Trump se veut également partisan d’une approche transactionnelle de la politique. En
d’autres termes, il aborde les relations des États-Unis avec ses partenaires et adversaires
comme autant de transactions commerciales dans lesquelles chacune des parties s’efforce
d’obtenir les conditions les plus avantageuses. S’il lui arrive d’utiliser parfois des concepts
aussi abstraits que « valeurs communes », « intérêts de l’humanité » ou « opinion publique
mondiale », il est loin d’en avoir fait le cœur de sa politique étrangère. La ressemblance est
frappante avec le discours tenu ces dernières années par les dirigeants russes, qui appellent
à fonder toute relation sur les intérêts spécifiques des parties concernées plutôt que sur des
abstractions telles que ces fameuses « valeurs communes ».

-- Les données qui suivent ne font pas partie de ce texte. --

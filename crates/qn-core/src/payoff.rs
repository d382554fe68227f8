//! Option payoffs.
//!
//! A payoff maps the value of the underlying at exercise to a cash amount.
//! Finite-difference inner-value calculators, lattice options and Monte
//! Carlo path pricers all evaluate payoffs through the [`Payoff`] trait.

use crate::{ensure, Real, Result};
use serde::{Deserialize, Serialize};
use std::fmt;

/// Call or put.
#[derive(Debug, Clone, Copy, PartialEq, Eq, Hash, Serialize, Deserialize)]
pub enum OptionType {
    /// Right to buy.
    Call,
    /// Right to sell.
    Put,
}

impl OptionType {
    /// +1 for a call, −1 for a put.
    pub fn sign(self) -> Real {
        match self {
            OptionType::Call => 1.0,
            OptionType::Put => -1.0,
        }
    }
}

impl fmt::Display for OptionType {
    fn fmt(&self, f: &mut fmt::Formatter<'_>) -> fmt::Result {
        match self {
            OptionType::Call => write!(f, "Call"),
            OptionType::Put => write!(f, "Put"),
        }
    }
}

/// A payoff as a function of the underlying price.
pub trait Payoff: fmt::Debug + Send + Sync {
    /// Payoff for underlying value `price`.
    fn value(&self, price: Real) -> Real;

    /// Short name used in diagnostics.
    fn name(&self) -> &'static str;
}

/// A payoff with a strike and a call/put flag.
pub trait StrikedPayoff: Payoff {
    /// The strike.
    fn strike(&self) -> Real;

    /// Call or put.
    fn option_type(&self) -> OptionType;
}

// ── Plain vanilla ─────────────────────────────────────────────────────────────

/// `max(φ(S − K), 0)` with `φ = ±1`.
#[derive(Debug, Clone, Copy, PartialEq)]
pub struct PlainVanillaPayoff {
    option_type: OptionType,
    strike: Real,
}

impl PlainVanillaPayoff {
    /// Create a vanilla payoff; the strike must be non-negative.
    pub fn new(option_type: OptionType, strike: Real) -> Result<Self> {
        ensure!(strike >= 0.0, "negative strike given: {strike}");
        Ok(Self {
            option_type,
            strike,
        })
    }
}

impl Payoff for PlainVanillaPayoff {
    fn value(&self, price: Real) -> Real {
        (self.option_type.sign() * (price - self.strike)).max(0.0)
    }

    fn name(&self) -> &'static str {
        "Vanilla"
    }
}

impl StrikedPayoff for PlainVanillaPayoff {
    fn strike(&self) -> Real {
        self.strike
    }

    fn option_type(&self) -> OptionType {
        self.option_type
    }
}

// ── Digital payoffs ───────────────────────────────────────────────────────────

/// Pays a fixed cash amount when the option ends in the money.
#[derive(Debug, Clone, Copy, PartialEq)]
pub struct CashOrNothingPayoff {
    option_type: OptionType,
    strike: Real,
    cash: Real,
}

impl CashOrNothingPayoff {
    /// Create a cash-or-nothing payoff.
    pub fn new(option_type: OptionType, strike: Real, cash: Real) -> Result<Self> {
        ensure!(strike >= 0.0, "negative strike given: {strike}");
        Ok(Self {
            option_type,
            strike,
            cash,
        })
    }

    /// The cash amount paid in the money.
    pub fn cash(&self) -> Real {
        self.cash
    }
}

impl Payoff for CashOrNothingPayoff {
    fn value(&self, price: Real) -> Real {
        if self.option_type.sign() * (price - self.strike) > 0.0 {
            self.cash
        } else {
            0.0
        }
    }

    fn name(&self) -> &'static str {
        "CashOrNothing"
    }
}

impl StrikedPayoff for CashOrNothingPayoff {
    fn strike(&self) -> Real {
        self.strike
    }

    fn option_type(&self) -> OptionType {
        self.option_type
    }
}

/// Pays the underlying when the option ends in the money.
#[derive(Debug, Clone, Copy, PartialEq)]
pub struct AssetOrNothingPayoff {
    option_type: OptionType,
    strike: Real,
}

impl AssetOrNothingPayoff {
    /// Create an asset-or-nothing payoff.
    pub fn new(option_type: OptionType, strike: Real) -> Result<Self> {
        ensure!(strike >= 0.0, "negative strike given: {strike}");
        Ok(Self {
            option_type,
            strike,
        })
    }
}

impl Payoff for AssetOrNothingPayoff {
    fn value(&self, price: Real) -> Real {
        if self.option_type.sign() * (price - self.strike) > 0.0 {
            price
        } else {
            0.0
        }
    }

    fn name(&self) -> &'static str {
        "AssetOrNothing"
    }
}

impl StrikedPayoff for AssetOrNothingPayoff {
    fn strike(&self) -> Real {
        self.strike
    }

    fn option_type(&self) -> OptionType {
        self.option_type
    }
}

#[cfg(test)]
mod tests {
    use super::*;

    #[test]
    fn vanilla_call_and_put() {
        let call = PlainVanillaPayoff::new(OptionType::Call, 100.0).unwrap();
        let put = PlainVanillaPayoff::new(OptionType::Put, 100.0).unwrap();
        assert_eq!(call.value(110.0), 10.0);
        assert_eq!(call.value(90.0), 0.0);
        assert_eq!(put.value(90.0), 10.0);
        assert_eq!(put.value(110.0), 0.0);
    }

    #[test]
    fn negative_strike_rejected() {
        assert!(PlainVanillaPayoff::new(OptionType::Call, -1.0).is_err());
    }

    #[test]
    fn digital_payoffs() {
        let cash = CashOrNothingPayoff::new(OptionType::Call, 100.0, 5.0).unwrap();
        assert_eq!(cash.value(101.0), 5.0);
        assert_eq!(cash.value(100.0), 0.0);
        let asset = AssetOrNothingPayoff::new(OptionType::Put, 100.0).unwrap();
        assert_eq!(asset.value(80.0), 80.0);
        assert_eq!(asset.value(120.0), 0.0);
    }

    #[test]
    fn parity_of_digitals_and_vanilla() {
        let k = 95.0;
        let vanilla = PlainVanillaPayoff::new(OptionType::Call, k).unwrap();
        let asset = AssetOrNothingPayoff::new(OptionType::Call, k).unwrap();
        let cash = CashOrNothingPayoff::new(OptionType::Call, k, k).unwrap();
        for s in [50.0, 94.0, 96.0, 150.0] {
            assert!((vanilla.value(s) - (asset.value(s) - cash.value(s))).abs() < 1e-12);
        }
    }
}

En 2016, certains analystes russes avaient souligné le caractère bipartite de la politique
étrangère américaine. Ils relevaient la tendance à la dégradation des relations bilatérales
amorcée durant le second mandat d’Obama et rappelaient notamment l’importance de la
notion de checks and balances (« poids et contrepoids »), le mécanisme de séparation des
pouvoirs sur lequel repose le système politique américain. Le sentiment général était
cependant à l’optimisme et l’élection du nouveau président, on l’a dit, fit naître de grandes
espérances — qui allaient se révéler infondées : les relations russo-américaines, depuis
l’élection de Trump, se sont détériorées par rapport à ce qu’elles étaient sous les
administrations précédentes.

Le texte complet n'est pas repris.